Production AI · Live jeremyveleber.com
Full-stack portfolio with LangGraph-orchestrated RAG chat — reference architecture for production LLM integration
jeremyveleber.com
jeremyveleber.com
Full-stack portfolio with LangGraph-orchestrated RAG chat — reference architecture for production LLM integration
Problem
Modern portfolios need to demonstrate full-stack AI/LLM capabilities in production — not just toy demos, but real orchestration patterns, RAG integration, and deployment considerations.
Solution
- LangGraph state orchestration — conditional routing through PII detection → intent classification → specialized response nodes (clarification, comparison, RAG).
- RAG knowledge base — ChromaDB vector store with sentence-transformer embeddings, ingests personal knowledge for context-aware responses.
- Production-grade backend — FastAPI with rate limiting, CORS, health checks, deployed to GCP Cloud Run.
- Smart keep-alive — Frontend detects user activity and sends pings only when active.
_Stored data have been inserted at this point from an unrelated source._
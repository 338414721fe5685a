//! Media backend
//!
//! The three media seams the session depends on: opening segment sinks,
//! probing finished files and exporting a composition.

use super::state::RecorderConfig;
use super::writer::SinkFactory;
use crate::export::{CompositionExporter, FfmpegExporter, FfmpegProbe, FfmpegSinkFactory, MediaProbe, SegmentMerger};
use std::sync::Arc;

#[derive(Clone)]
pub struct MediaBackend {
    pub sinks: Arc<dyn SinkFactory>,
    pub probe: Arc<dyn MediaProbe>,
    pub exporter: Arc<dyn CompositionExporter>,
}

impl MediaBackend {
    pub fn new(
        sinks: Arc<dyn SinkFactory>,
        probe: Arc<dyn MediaProbe>,
        exporter: Arc<dyn CompositionExporter>,
    ) -> Self {
        Self { sinks, probe, exporter }
    }

    /// Backend running the `ffmpeg`/`ffprobe` binaries named in `config`
    pub fn ffmpeg(config: &RecorderConfig) -> Self {
        Self {
            sinks: Arc::new(FfmpegSinkFactory::new(
                config.ffmpeg_path.clone(),
                config.video.quality,
                config.sink_queue_depth,
            )),
            probe: Arc::new(FfmpegProbe::new(config.ffprobe_path.clone())),
            exporter: Arc::new(FfmpegExporter::new(config.ffmpeg_path.clone(), config.video.quality)),
        }
    }

    pub fn merger(&self) -> SegmentMerger {
        SegmentMerger::new(self.probe.clone(), self.exporter.clone())
    }
}
//! Recording state management
//!
//! Defines the recording state machine, segment bookkeeping and the recorder
//! configuration.

use crate::utils::error::{RecorderError, RecorderResult};
use anyhow::Context;
use chrono::{DateTime, Utc};
use serde::{Deserialize, Serialize};
use std::path::{Path, PathBuf};
use std::time::Duration;

/// Current state of the recording system
#[derive(Debug, Clone, Copy, PartialEq, Eq, Serialize, Deserialize)]
#[serde(rename_all = "lowercase")]
pub enum RecordingState {
    /// No recording in progress
    Idle,
    /// Currently recording into an open segment
    Recording,
    /// Recording is paused; no segment is open
    Paused,
}

impl Default for RecordingState {
    fn default() -> Self {
        Self::Idle
    }
}

/// Lifecycle of a segment writer
#[derive(Debug, Clone, Copy, PartialEq, Eq, Serialize, Deserialize)]
#[serde(rename_all = "lowercase")]
pub enum WriterStatus {
    /// Opened, no frame accepted yet
    Unstarted,
    Writing,
    Finished,
    Failed,
}

/// One finished unit of captured media
///
/// A new segment is started on every start/resume and closed on the next
/// pause/stop.
#[derive(Debug, Clone, Serialize, Deserialize)]
#[serde(rename_all = "camelCase")]
pub struct SegmentRef {
    /// Segment index (0, 1, 2, ...)
    pub index: usize,

    pub path: PathBuf,

    pub status: WriterStatus,

    /// Length of the segment timeline
    pub duration: Duration,

    pub video_frames: u64,

    pub audio_buffers: u64,

    /// Raw device timestamp of the first accepted frame
    pub anchor: Option<Duration>,

    pub finished_at: DateTime<Utc>,
}

/// Point-in-time view of a recording session
#[derive(Debug, Clone, Serialize, Deserialize)]
#[serde(rename_all = "camelCase")]
pub struct SessionSnapshot {
    pub session_id: String,
    pub state: RecordingState,
    pub segments: Vec<SegmentRef>,
    pub base_output: Option<PathBuf>,
    /// Raw timestamp of the first frame of the recording
    pub session_epoch: Option<Duration>,
    /// Wall-clock time spent paused
    pub accumulated_pause: Duration,
    pub frame_count: u64,
}

impl SessionSnapshot {
    /// Recorded media time across finished segments
    pub fn duration(&self) -> Duration {
        self.segments.iter().map(|s| s.duration).sum()
    }
}

/// Encoder quality levels
#[derive(Debug, Clone, Copy, PartialEq, Eq, Serialize, Deserialize)]
#[serde(rename_all = "lowercase")]
pub enum EncoderQuality {
    Low,
    Medium,
    High,
    Lossless,
}

impl EncoderQuality {
    /// CRF value for H.264 encoding
    /// Lower values = higher quality, larger files
    pub fn crf(&self) -> u8 {
        match self {
            EncoderQuality::Low => 28,
            EncoderQuality::Medium => 23,
            EncoderQuality::High => 18,
            // CRF 0 breaks yuv420p players; 1 is visually lossless
            EncoderQuality::Lossless => 1,
        }
    }

    /// x264 preset; capture runs in real time so these stay fast
    pub fn h264_preset(&self) -> &'static str {
        match self {
            EncoderQuality::Low => "ultrafast",
            EncoderQuality::Medium => "veryfast",
            EncoderQuality::High => "faster",
            EncoderQuality::Lossless => "fast",
        }
    }
}

/// Video capture and encoding settings
#[derive(Debug, Clone, Serialize, Deserialize)]
#[serde(rename_all = "camelCase", default)]
pub struct VideoSettings {
    pub fps: u32,
    pub quality: EncoderQuality,
}

impl Default for VideoSettings {
    fn default() -> Self {
        Self {
            fps: 30,
            quality: EncoderQuality::Medium,
        }
    }
}

/// Microphone settings requested from the device
#[derive(Debug, Clone, Serialize, Deserialize)]
#[serde(rename_all = "camelCase", default)]
pub struct AudioSettings {
    pub sample_rate: u32,
    pub channels: u16,
}

impl Default for AudioSettings {
    fn default() -> Self {
        Self {
            sample_rate: 48_000,
            channels: 1,
        }
    }
}

/// Timestamp correction settings
#[derive(Debug, Clone, Serialize, Deserialize)]
#[serde(rename_all = "camelCase", default)]
pub struct SyncSettings {
    /// Video delivery gaps longer than this are compressed out of the timeline
    pub gap_threshold_ms: u64,
}

impl Default for SyncSettings {
    fn default() -> Self {
        Self {
            gap_threshold_ms: 500,
        }
    }
}

/// Configuration of a recording session
#[derive(Debug, Clone, Serialize, Deserialize)]
#[serde(rename_all = "camelCase", default)]
pub struct RecorderConfig {
    pub video: VideoSettings,
    pub audio: AudioSettings,
    pub sync: SyncSettings,

    /// Samples buffered between capture threads and the writer
    pub capture_queue_capacity: usize,

    /// Samples a segment sink may have in flight before it reports not ready
    pub sink_queue_depth: usize,

    pub ffmpeg_path: String,
    pub ffprobe_path: String,
}

impl Default for RecorderConfig {
    fn default() -> Self {
        Self {
            video: VideoSettings::default(),
            audio: AudioSettings::default(),
            sync: SyncSettings::default(),
            capture_queue_capacity: 256,
            sink_queue_depth: 8,
            ffmpeg_path: "ffmpeg".to_string(),
            ffprobe_path: "ffprobe".to_string(),
        }
    }
}

impl RecorderConfig {
    /// Load a configuration from a JSON file; missing fields take defaults
    pub fn load(path: &Path) -> anyhow::Result<Self> {
        let content = std::fs::read_to_string(path)
            .with_context(|| format!("Failed to read recorder config {:?}", path))?;
        let config: RecorderConfig = serde_json::from_str(&content)
            .with_context(|| format!("Failed to parse recorder config {:?}", path))?;
        config.validate()?;
        Ok(config)
    }

    pub fn validate(&self) -> RecorderResult<()> {
        if self.video.fps == 0 {
            return Err(RecorderError::Config("video.fps must be positive".to_string()));
        }
        if self.audio.sample_rate == 0 || self.audio.channels == 0 {
            return Err(RecorderError::Config(
                "audio sample rate and channel count must be positive".to_string(),
            ));
        }
        if self.capture_queue_capacity == 0 || self.sink_queue_depth == 0 {
            return Err(RecorderError::Config("queue sizes must be positive".to_string()));
        }
        Ok(())
    }

    /// Nominal duration of one video frame
    pub fn frame_interval(&self) -> Duration {
        Duration::from_nanos(1_000_000_000 / self.video.fps.max(1) as u64)
    }

    pub fn gap_threshold(&self) -> Duration {
        Duration::from_millis(self.sync.gap_threshold_ms)
    }
}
Prevents cold starts without wasting resources.
- Frontend integration — Astro SSG with interactive ChatWidget, seamless API calls to LangGraph backend.
Stack
LangGraph for state orchestration, LangChain for RAG chains, ChromaDB persistent vector store with GCS backing, FastAPI async backend, Groq LLM inference, Astro SSG frontend, Docker on GCP Cloud Run with automated CI/CD.
Outcome
Production reference architecture demonstrating LangGraph conditional routing, RAG integration patterns, and Cloud Run deployment optimizations. Showcases orchestration beyond simple LLM calls — multi-node decision graphs, persistent vector storage, and real-world latency mitigation.